Author Interview: Dutch Henry

Dutch Henry is a freelance writer and novelist who resides in Virginia with his wife of 35 years, horse, dogs, cats and chickens. He is also a staff writer for the American Competitive Trail Horse Association (ACTHA). You can find Dutch on the Web at

We'll Have The Summer: The doctors say she’ll be gone by fall, but they have one last summer. One hot summer to consummate a lifetime of love, to cry together, laugh together … remember together. When a troubled teenage girl and an injured horse turn to them for help, Mary and Sam Holt find enough room in their own large and breaking hearts to show the girl life’s glories and restore a champion’s will. We’ll Have The Summer is a magnificent story about life, love, and horses.

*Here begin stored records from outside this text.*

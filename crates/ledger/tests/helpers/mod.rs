use chrono::Utc;

use clanhall_db::{DocumentStoreExt, MemoryStore};
use clanhall_ledger::{ClanEvent, EventKind};
use clanhall_shared::{Actor, Role};
use clanhall_user::{PlayerClass, User};

pub async fn seed_user(
    store: &MemoryStore,
    id: &str,
    nick: &str,
    role: Role,
    pontos: i64,
) -> anyhow::Result<Actor> {
    let user = User {
        email: format!("{nick}@clanhall.localhost"),
        nick: nick.to_string(),
        class: PlayerClass::Warrior,
        phone: String::new(),
        whatsapp: String::new(),
        role,
        pontos,
        total_points_earned: Some(pontos),
        created_at: Utc::now(),
        approved_at: None,
        approved_by: None,
    };
    store.create_doc(id, &user).await?;

    Ok(Actor::new(id, nick, role))
}

#[allow(dead_code)]
pub async fn seed_event(
    store: &MemoryStore,
    points_for_voting: i64,
    points_for_attendance: i64,
) -> anyhow::Result<String> {
    let event = ClanEvent {
        title: "Territory War".to_string(),
        description: "weekly TW".to_string(),
        date: Utc::now(),
        kind: EventKind::Tw,
        points_for_voting,
        points_for_attendance,
        created_by: "admin-1".to_string(),
        created_at: Utc::now(),
        active: true,
    };

    Ok(store.add_doc(&event).await?)
}

#[allow(dead_code)]
pub async fn balance_of(store: &MemoryStore, user_id: &str) -> anyhow::Result<(i64, Option<i64>)> {
    let user = store
        .get_doc::<User>(user_id)
        .await?
        .expect("seeded user exists");

    Ok((user.data.pontos, user.data.total_points_earned))
}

Welcome, Dutch! Thanks for stopping by. Everyone who has read We'll Have the Summer says the same thing--that it's a touching story and a box of tissues is required while reading it. As a male, how tough was it for you to reach deep down inside and write a compelling story about love and loss?

When I wrote We'll Have The Summer, I wanted to write a story about an uncommon love so enduring it could overcome insurmountable obstacles. I believe in the power of love. I really don't believe this is a story about loss. But it is about love. In her review Carole Herder (Owner of Horse & Rider Inc.) said, "Everyone who has felt the bitter sweet pull of love and loss should read this book."”So perhaps it is about loss as well, but I think my strength to write it came from the love between Mary and Sam.

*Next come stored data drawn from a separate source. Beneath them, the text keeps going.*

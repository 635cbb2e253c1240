use ulid::Ulid;

use crate::{Document, DocumentStore, RawDocument, ReadGuard, Stored, UpdateSpec, Write};
use clanhall_shared::{Error, Result};

const MAX_ATTEMPTS: u32 = 5;

/// Handle passed to a [`run_transaction`] body. Every `get` records the
/// observed version; staged writes only land if the whole read set is
/// still current at commit time.
pub struct Transaction<'a, S: DocumentStore + ?Sized> {
    store: &'a S,
    reads: Vec<ReadGuard>,
    writes: Vec<Write>,
}

impl<'a, S: DocumentStore + ?Sized> Transaction<'a, S> {
    fn new(store: &'a S) -> Self {
        Self {
            store,
            reads: Vec::new(),
            writes: Vec::new(),
        }
    }

    /// Versioned read. Reading an absent document also guards the commit
    /// against a concurrent create of the same id.
    pub async fn get<D: Document>(&mut self, id: &str) -> Result<Option<Stored<D>>> {
        let (doc, version) = self.store.get_versioned(D::COLLECTION, id).await?;
        self.reads.push(ReadGuard {
            collection: D::COLLECTION.to_string(),
            id: id.to_string(),
            version,
        });

        doc.map(RawDocument::decode).transpose()
    }

    pub fn create<D: Document>(&mut self, id: impl Into<String>, doc: &D) -> Result<()> {
        self.writes.push(Write::create(id, doc)?);

        Ok(())
    }

    /// Stage a create under a generated id and return that id.
    pub fn add<D: Document>(&mut self, doc: &D) -> Result<String> {
        let id = Ulid::new().to_string();
        self.create(id.clone(), doc)?;

        Ok(id)
    }

    pub fn update<D: Document>(&mut self, id: impl Into<String>, spec: UpdateSpec) {
        self.writes.push(Write::update::<D>(id, spec));
    }

    pub fn delete<D: Document>(&mut self, id: impl Into<String>) {
        self.writes.push(Write::delete::<D>(id));
    }
}

/// Run `body` as an optimistic read-validate-write transaction.
///
/// The body re-reads its dependencies through the handle, stages writes,
/// and returns its result; the commit applies atomically only if no read
/// document changed underneath. Conflicts retry the whole body up to a
/// bounded budget and then surface as [`Error::Conflict`]. Business-rule
/// failures returned by the body abort immediately, with no state change
/// and no retry.
pub async fn run_transaction<S, T, F>(store: &S, mut body: F) -> Result<T>
where
    S: DocumentStore + ?Sized,
    F: AsyncFnMut(&mut Transaction<'_, S>) -> Result<T>,
{
    for attempt in 1..=MAX_ATTEMPTS {
        let mut txn = Transaction::new(store);
        let value = body(&mut txn).await?;

        match store.commit(txn.reads, txn.writes).await {
            Ok(()) => return Ok(value),
            Err(Error::Conflict) if attempt < MAX_ATTEMPTS => {
                tracing::debug!(attempt, "optimistic commit conflicted, retrying");
            }
            Err(err) => return Err(err),
        }
    }

    Err(Error::Conflict)
}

I don't really believe the feelings about love and loss are gender specific. My love for my wife and our long wonderful life together certainly effected my thoughts as I wrote.We've had 35 years of experiences, good and bad, and I pulled from that ... And besides, I'm a very emotional guy ...

Horses play a big role in this story. Can you tell us a little about that role? And what role do horses play in your own life?

My passion for horses and the way they can enrich a person's life needed to be part of the story. People like me, who are deeply involved with horses, know the power of the spirit of the horse. There is a parallel between Mary, who is dying, and Comanche the horse she is nursing back to health. His spirit not only gives strength to Mary, but also helps the young girl to realize life is worth living. Chester, the old lesson horse, teaches Barbara that she can find challenges fun and worth pursuing.

My connection with horses started at a young age. As a foster child growing up on a dairy farm the first friends I ever remember having were the heavy work horses. As an adult I helped rehabilitate horses who had had a rough go of it. I've competed in long distance endurance racing. I currently have one mare who I ride for my own enjoyment and actually my physical therapy.

In We'll Have the Summer, one of the characters only has a short time to live. From your Facebook statuses, I know how much you love your wife, the Ravishing Robin. Was it emotionally trying for you to immerse yourself into a world where a man faces losing the great love of his life?

Well the power of our love helped me to write this story. There were times when writing this I had to stop because I couldn't see the screen for my tears. And even in the editing and revision process, those same scenes held their power over me. I never got used to them. Yes, Rhiannon it was very emotionally trying . We are all going to deal with loss. It is my hope that by sharing this story of such a powerful love readers might understand that a rich and unwavering love can see you through.

Dutch, can you tell us a little about your childhood?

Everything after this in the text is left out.